US 11,681,878 B2
Methods and apparatus for creating domain-specific intended-meaning natural language processing pipelines
Adam Polak, Riverside, CT (US); and Ryan David Gleeson, Los Angeles, CA (US)
Assigned to Ernst & Young U.S. LLP, New York, NY (US)
Filed by Ernst & Young U.S. LLP, New York, NY (US)
Filed on Nov. 8, 2022, as Appl. No. 17/982,760.
Claims priority of provisional application 63/281,755, filed on Nov. 22, 2021.
Prior Publication US 2023/0161965 A1, May 25, 2023
Int. Cl. G06F 17/00 (2019.01); G06F 40/30 (2020.01)

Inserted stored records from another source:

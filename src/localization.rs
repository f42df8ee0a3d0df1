//! # Localization Module
//!
//! Fluent bundles for the shop texts, one per supported locale, with
//! fallback to the default locale.

use anyhow::{anyhow, Result};
use fluent_bundle::concurrent::FluentBundle;
use fluent_bundle::{FluentArgs, FluentResource, FluentValue};
use std::collections::HashMap;
use std::sync::LazyLock;
use unic_langid::LanguageIdentifier;

/// Locale used when the user's language has no bundle
pub const DEFAULT_LOCALE: &str = "ru";

const RESOURCES: [(&str, &str); 2] = [
    ("ru", include_str!("../locales/ru/main.ftl")),
    ("en", include_str!("../locales/en/main.ftl")),
];

/// Localization manager for the shop bot
pub struct LocalizationManager {
    bundles: HashMap<String, FluentBundle<FluentResource>>,
}

impl LocalizationManager {
    /// Create a new localization manager from the bundled resources
    pub fn new() -> Result<Self> {
        let mut bundles = HashMap::new();

        for (locale, source) in RESOURCES {
            let langid: LanguageIdentifier = locale.parse()?;
            bundles.insert(locale.to_string(), Self::create_bundle(langid, source)?);
        }

        Ok(Self { bundles })
    }

    fn create_bundle(
        locale: LanguageIdentifier,
        source: &str,
    ) -> Result<FluentBundle<FluentResource>> {
        let mut bundle = FluentBundle::new_concurrent(vec![locale.clone()]);
        // Telegram renders the bidi isolation marks literally
        bundle.set_use_isolating(false);

        let resource = FluentResource::try_new(source.to_string())
            .map_err(|(_, errors)| anyhow!("invalid {locale} resource: {errors:?}"))?;
        bundle
            .add_resource(resource)
            .map_err(|errors| anyhow!("duplicate messages in {locale} resource: {errors:?}"))?;

        Ok(bundle)
    }

    /// Pick the bundle for a Telegram language code ("en", "ru", "en-US", ...)
    fn bundle_for(&self, language_code: Option<&str>) -> Option<&FluentBundle<FluentResource>> {
        language_code
            .and_then(|code| code.split(['-', '_']).next())
            .and_then(|primary| self.bundles.get(&primary.to_lowercase()))
            .or_else(|| self.bundles.get(DEFAULT_LOCALE))
    }

    /// Get a localized message
    pub fn get_message(
        &self,
        key: &str,
        args: Option<&FluentArgs>,
        language_code: Option<&str>,
    ) -> String {
        let Some(bundle) = self.bundle_for(language_code) else {
            return format!("Missing translation: {}", key);
        };

        let pattern = match bundle.get_message(key).and_then(|msg| msg.value()) {
            Some(pattern) => pattern,
            None => return format!("Missing translation: {}", key),
        };

        let mut errors = Vec::new();
        bundle
            .format_pattern(pattern, args, &mut errors)
            .into_owned()
    }

    /// Get a localized message with simple string arguments
    pub fn get_message_with_args(
        &self,
        key: &str,
        args: &[(&str, &str)],
        language_code: Option<&str>,
    ) -> String {
        let mut fluent_args = FluentArgs::new();
        for (name, value) in args {
            fluent_args.set(*name, FluentValue::from(*value));
        }
        self.get_message(key, Some(&fluent_args), language_code)
    }
}

static LOCALIZATION_MANAGER: LazyLock<Option<LocalizationManager>> =
    LazyLock::new(|| match LocalizationManager::new() {
        Ok(manager) => Some(manager),
        Err(e) => {
            tracing::error!(error = %e, "Failed to load localization resources");
            None
        }
    });

/// Load the bundles eagerly so broken resources surface at start-up
pub fn init_localization() -> Result<()> {
    LOCALIZATION_MANAGER
        .as_ref()
        .map(|_| ())
        .ok_or_else(|| anyhow!("localization resources failed to load"))
}

/// Convenience function to get a localized message in the user's language
pub fn t_lang(key: &str, language_code: Option<&str>) -> String {
    match LOCALIZATION_MANAGER.as_ref() {
        Some(manager) => manager.get_message(key, None, language_code),
        None => format!("Missing translation: {}", key),
    }
}

/// Convenience function to get a localized message with arguments
pub fn t_args_lang(key: &str, args: &[(&str, &str)], language_code: Option<&str>) -> String {
    match LOCALIZATION_MANAGER.as_ref() {
        Some(manager) => manager.get_message_with_args(key, args, language_code),
        None => format!("Missing translation: {}", key),
    }
}
//! # Mass Notification Module
//!
//! Sends one templated text to every registered client. Templates use
//! `${name}` or `$name` placeholders filled from the client profile (`id`,
//! `username`, `first_name`, `last_name`); `$$` is a literal dollar sign and
//! unknown placeholders are left as written.

use futures::future::join_all;
use regex::{Captures, Regex};
use std::sync::LazyLock;
use std::time::Duration;
use teloxide::types::ChatId;
use teloxide::RequestError;
use tracing::{info, warn};

use crate::clients::Client;
use crate::messenger::Messenger;

static PLACEHOLDER: LazyLock<Regex> = LazyLock::new(|| {
    Regex::new(r"\$(?:(\$)|\{(\w+)\}|(\w+))").expect("Placeholder pattern should be valid")
});

/// Fill the placeholders of `template` for one client
pub fn render_template(template: &str, client: &Client) -> String {
    PLACEHOLDER
        .replace_all(template, |caps: &Captures| {
            if caps.get(1).is_some() {
                return "$".to_string();
            }
            let name = caps.get(2).or_else(|| caps.get(3)).map_or("", |m| m.as_str());
            match name {
                "id" => client.id.to_string(),
                "username" => client.username.clone().unwrap_or_default(),
                "first_name" => client.first_name.clone(),
                "last_name" => client.last_name.clone().unwrap_or_default(),
                _ => caps[0].to_string(),
            }
        })
        .into_owned()
}

/// What happened to one recipient
#[derive(Debug, Clone, Copy, PartialEq, Eq)]
pub enum Delivery {
    Sent,
    /// Delivered after waiting out a rate limit
    SentAfterRetry,
    Dropped,
}

/// Totals of one broadcast
#[derive(Debug, Clone, Copy, Default, PartialEq, Eq)]
pub struct BroadcastReport {
    pub sent: usize,
    pub retried: usize,
    pub dropped: usize,
}

fn retry_after(error: &anyhow::Error) -> Option<Duration> {
    match error.downcast_ref::<RequestError>() {
        Some(RequestError::RetryAfter(seconds)) => Some(seconds.duration()),
        _ => None,
    }
}

/// Deliver the rendered template to one client.
///
/// A rate-limited send waits the mandated delay and is attempted once more;
/// any other failure is logged and the message dropped.
pub async fn deliver(messenger: &dyn Messenger, client: &Client, template: &str) -> Delivery {
    let chat = ChatId(client.id);
    let text = render_template(template, client);

    let error = match messenger.send_text(chat, text.clone(), None).await {
        Ok(_) => return Delivery::Sent,
        Err(e) => e,
    };

    let Some(delay) = retry_after(&error) else {
        info!(user_id = client.id, error = %error, "Cannot send a message to user");
        return Delivery::Dropped;
    };

    info!(
        user_id = client.id,
        retry_after_secs = delay.as_secs(),
        "Cannot send a message to user because of rate limit"
    );
    tokio::time::sleep(delay).await;

    match messenger.send_text(chat, text, None).await {
        Ok(_) => Delivery::SentAfterRetry,
        Err(e) => {
            warn!(user_id = client.id, error = %e, "Retry after rate limit failed, dropping message");
            Delivery::Dropped
        }
    }
}

/// Send the template to every client concurrently
pub async fn broadcast(
    messenger: &dyn Messenger,
    clients: &[Client],
    template: &str,
) -> BroadcastReport {
    let deliveries = join_all(
        clients
            .iter()
            .map(|client| deliver(messenger, client, template)),
    )
    .await;

    let report = deliveries
        .into_iter()
        .fold(BroadcastReport::default(), |mut report, delivery| {
            match delivery {
                Delivery::Sent => report.sent += 1,
                Delivery::SentAfterRetry => report.retried += 1,
                Delivery::Dropped => report.dropped += 1,
            }
            report
        });

    info!(
        recipients = clients.len(),
        sent = report.sent,
        retried = report.retried,
        dropped = report.dropped,
        "Broadcast finished"
    );
    report
}

#[cfg(test)]
mod tests {
    use super::*;

    fn client() -> Client {
        Client {
            id: 42,
            first_name: "Olga".to_string(),
            last_name: None,
            username: Some("olga".to_string()),
            is_premium: true,
        }
    }

    #[test]
    fn test_placeholders_are_filled() {
        let text = render_template("Hi ${first_name} (@$username), id ${id}!", &client());
        assert_eq!(text, "Hi Olga (@olga), id 42!");
    }

    #[test]
    fn test_missing_and_unknown_placeholders() {
        let text = render_template("[${last_name}] ${discount} $$5", &client());
        assert_eq!(text, "[] ${discount} $5");
    }

    #[test]
    fn test_retry_after_is_recognised() {
        let limited = anyhow::Error::from(RequestError::RetryAfter(
            teloxide::types::Seconds::from_seconds(3),
        ));
        assert_eq!(retry_after(&limited), Some(Duration::from_secs(3)));
        assert_eq!(retry_after(&anyhow::anyhow!("blocked by user")), None);
    }
}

CPC G06F 40/30 (2020.01) 20 Claims
OG exemplary drawing
 
1. A method, comprising:
receiving, via a processor, a dataset that includes a plurality of input texts, each input text from the plurality of input texts associated with a content category from a plurality of content categories based on a comparison between that input text and an intended meaning that is common for each comparison;
for each model in a plurality of models, running, via the processor, that model on each input text from the plurality of input texts to generate an average similarity/dissimilarity score for each content category from the plurality of content categories;
selecting, via the processor and based on the average similarity/dissimilarity score for each content category from the plurality of content categories for each model in the plurality of models, at least one model from the plurality of models to determine whether an input text is similar/dissimilar to the intended meaning; and
generating, via the processor, at least one content category-specific natural language processing pipeline associated with at least one content category included in the plurality of content categories, the average similarity/dissimilarity score for the at least one content category being outside an acceptable range.